ASSIGNMENT:
Repeat all of the records verbatim.
SOURCE MATERIAL Start Marker
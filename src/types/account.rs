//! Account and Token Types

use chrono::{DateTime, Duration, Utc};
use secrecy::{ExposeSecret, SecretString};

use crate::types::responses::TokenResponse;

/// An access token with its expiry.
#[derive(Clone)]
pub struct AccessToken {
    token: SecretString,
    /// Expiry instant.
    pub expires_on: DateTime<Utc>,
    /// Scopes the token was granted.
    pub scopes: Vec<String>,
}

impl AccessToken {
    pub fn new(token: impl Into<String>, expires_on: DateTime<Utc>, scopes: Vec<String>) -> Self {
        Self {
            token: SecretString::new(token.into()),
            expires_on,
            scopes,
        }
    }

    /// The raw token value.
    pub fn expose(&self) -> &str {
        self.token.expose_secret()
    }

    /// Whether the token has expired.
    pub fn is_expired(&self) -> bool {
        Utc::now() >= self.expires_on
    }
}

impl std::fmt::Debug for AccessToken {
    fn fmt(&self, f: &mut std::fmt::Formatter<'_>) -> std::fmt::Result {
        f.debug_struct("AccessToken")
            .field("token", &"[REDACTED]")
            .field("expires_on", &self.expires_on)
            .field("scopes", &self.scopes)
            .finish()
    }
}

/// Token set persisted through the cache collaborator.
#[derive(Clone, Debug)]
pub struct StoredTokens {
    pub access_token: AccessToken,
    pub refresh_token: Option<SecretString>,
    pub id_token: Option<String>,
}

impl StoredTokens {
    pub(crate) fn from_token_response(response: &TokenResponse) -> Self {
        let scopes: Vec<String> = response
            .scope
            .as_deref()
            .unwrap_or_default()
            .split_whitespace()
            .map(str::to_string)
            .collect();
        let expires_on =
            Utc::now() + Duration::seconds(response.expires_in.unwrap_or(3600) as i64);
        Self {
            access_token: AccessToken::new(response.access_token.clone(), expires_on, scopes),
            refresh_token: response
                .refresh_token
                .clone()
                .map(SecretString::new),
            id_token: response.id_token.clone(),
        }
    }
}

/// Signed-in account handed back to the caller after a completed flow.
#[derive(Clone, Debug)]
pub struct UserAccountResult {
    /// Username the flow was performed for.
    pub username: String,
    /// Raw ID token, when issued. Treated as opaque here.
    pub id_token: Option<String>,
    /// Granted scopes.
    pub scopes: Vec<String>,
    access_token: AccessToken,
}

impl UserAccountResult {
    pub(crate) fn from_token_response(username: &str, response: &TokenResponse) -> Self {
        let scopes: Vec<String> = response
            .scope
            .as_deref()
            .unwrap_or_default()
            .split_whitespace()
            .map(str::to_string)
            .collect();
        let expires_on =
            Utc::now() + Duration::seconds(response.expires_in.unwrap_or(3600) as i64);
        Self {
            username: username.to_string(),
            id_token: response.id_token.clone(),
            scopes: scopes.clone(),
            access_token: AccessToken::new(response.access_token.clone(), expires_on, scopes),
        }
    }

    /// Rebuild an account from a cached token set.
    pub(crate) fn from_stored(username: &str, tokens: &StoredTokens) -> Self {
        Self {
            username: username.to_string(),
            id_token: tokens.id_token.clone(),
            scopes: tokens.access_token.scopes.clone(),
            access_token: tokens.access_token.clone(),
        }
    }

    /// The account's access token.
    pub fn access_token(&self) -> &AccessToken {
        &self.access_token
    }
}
SOURCE MATERIAL End Marker
OUTPUT BELOW:
filename src/types/account.rs
//! Account and Token Types

use chrono::{DateTime, Duration, Utc};
use secrecy::{ExposeSecret, SecretString};

use crate::types::responses::TokenResponse;

/// An access token with its expiry.
#[derive(Clone)]
pub struct AccessToken {
    token: SecretString,
    /// Expiry instant.
    pub expires_on: DateTime<Utc>,
    /// Scopes the token was granted.
    pub scopes: Vec<String>,
}

impl AccessToken {
    pub fn new(token: impl Into<String>, expires_on: DateTime<Utc>, scopes: Vec<String>) -> Self {
        Self {
            token: SecretString::new(token.into()),
            expires_on,
            scopes,
        }
    }

    /// The raw token value.
    pub fn expose(&self) -> &str {
        self.token.expose_secret()
    }

    /// Whether the token has expired.
    pub fn is_expired(&self) -> bool {
        Utc::now() >= self.expires_on
    }
}

impl std::fmt::Debug for AccessToken {
    fn fmt(&self, f: &mut std::fmt::Formatter<'_>) -> std::fmt::Result {
        f.debug_struct("AccessToken")
            .field("token", &"[REDACTED]")
            .field("expires_on", &self.expires_on)
            .field("scopes", &self.scopes)
            .finish()
    }
}

/// Token set persisted through the cache collaborator.
#[derive(Clone, Debug)]
pub struct StoredTokens {
    pub access_token: AccessToken,
    pub refresh_token: Option<SecretString>,
    pub id_token: Option<String>,
}

impl StoredTokens {
    pub(crate) fn from_token_response(response: &TokenResponse) -> Self {
        let scopes: Vec<String> = response
            .scope
            .as_deref()
            .unwrap_or_default()
            .split_whitespace()
            .map(str::to_string)
            .collect();
        let expires_on =
            Utc::now() + Duration::seconds(response.expires_in.unwrap_or(3600) as i64);
        Self {
            access_token: AccessToken::new(response.access_token.clone(), expires_on, scopes),
            refresh_token: response
                .refresh_token
                .clone()
                .map(SecretString::new),
            id_token: response.id_token.clone(),
        }
    }
}

/// Signed-in account handed back to the caller after a completed flow.
#[derive(Clone, Debug)]
pub struct UserAccountResult {
    /// Username the flow was performed for.
    pub username: String,
    /// Raw ID token, when issued. Treated as opaque here.
    pub id_token: Option<String>,
    /// Granted scopes.
    pub scopes: Vec<String>,
    access_token: AccessToken,
}

impl UserAccountResult {
    pub(crate) fn from_token_response(username: &str, response: &TokenResponse) -> Self {
        let scopes: Vec<String> = response
            .scope
            .as_deref()
            .unwrap_or_default()
            .split_whitespace()
            .map(str::to_string)
            .collect();
        let expires_on =
            Utc::now() + Duration::seconds(response.expires_in.unwrap_or(3600) as i64);
        Self {
            username: username.to_string(),
            id_token: response.id_token.clone(),
            scopes: scopes.clone(),
            access_token: AccessToken::new(response.access_token.clone(), expires_on, scopes),
        }
    }

    /// Rebuild an account from a cached token set.
    pub(crate) fn from_stored(username: &str, tokens: &StoredTokens) -> Self {
        Self {
            username: username.to_string(),
            id_token: tokens.id_token.clone(),
            scopes: tokens.access_token.scopes.clone(),
            access_token: tokens.access_token.clone(),
        }
    }

    /// The account's access token.
    pub fn access_token(&self) -> &AccessToken {
        &self.access_token
    }
}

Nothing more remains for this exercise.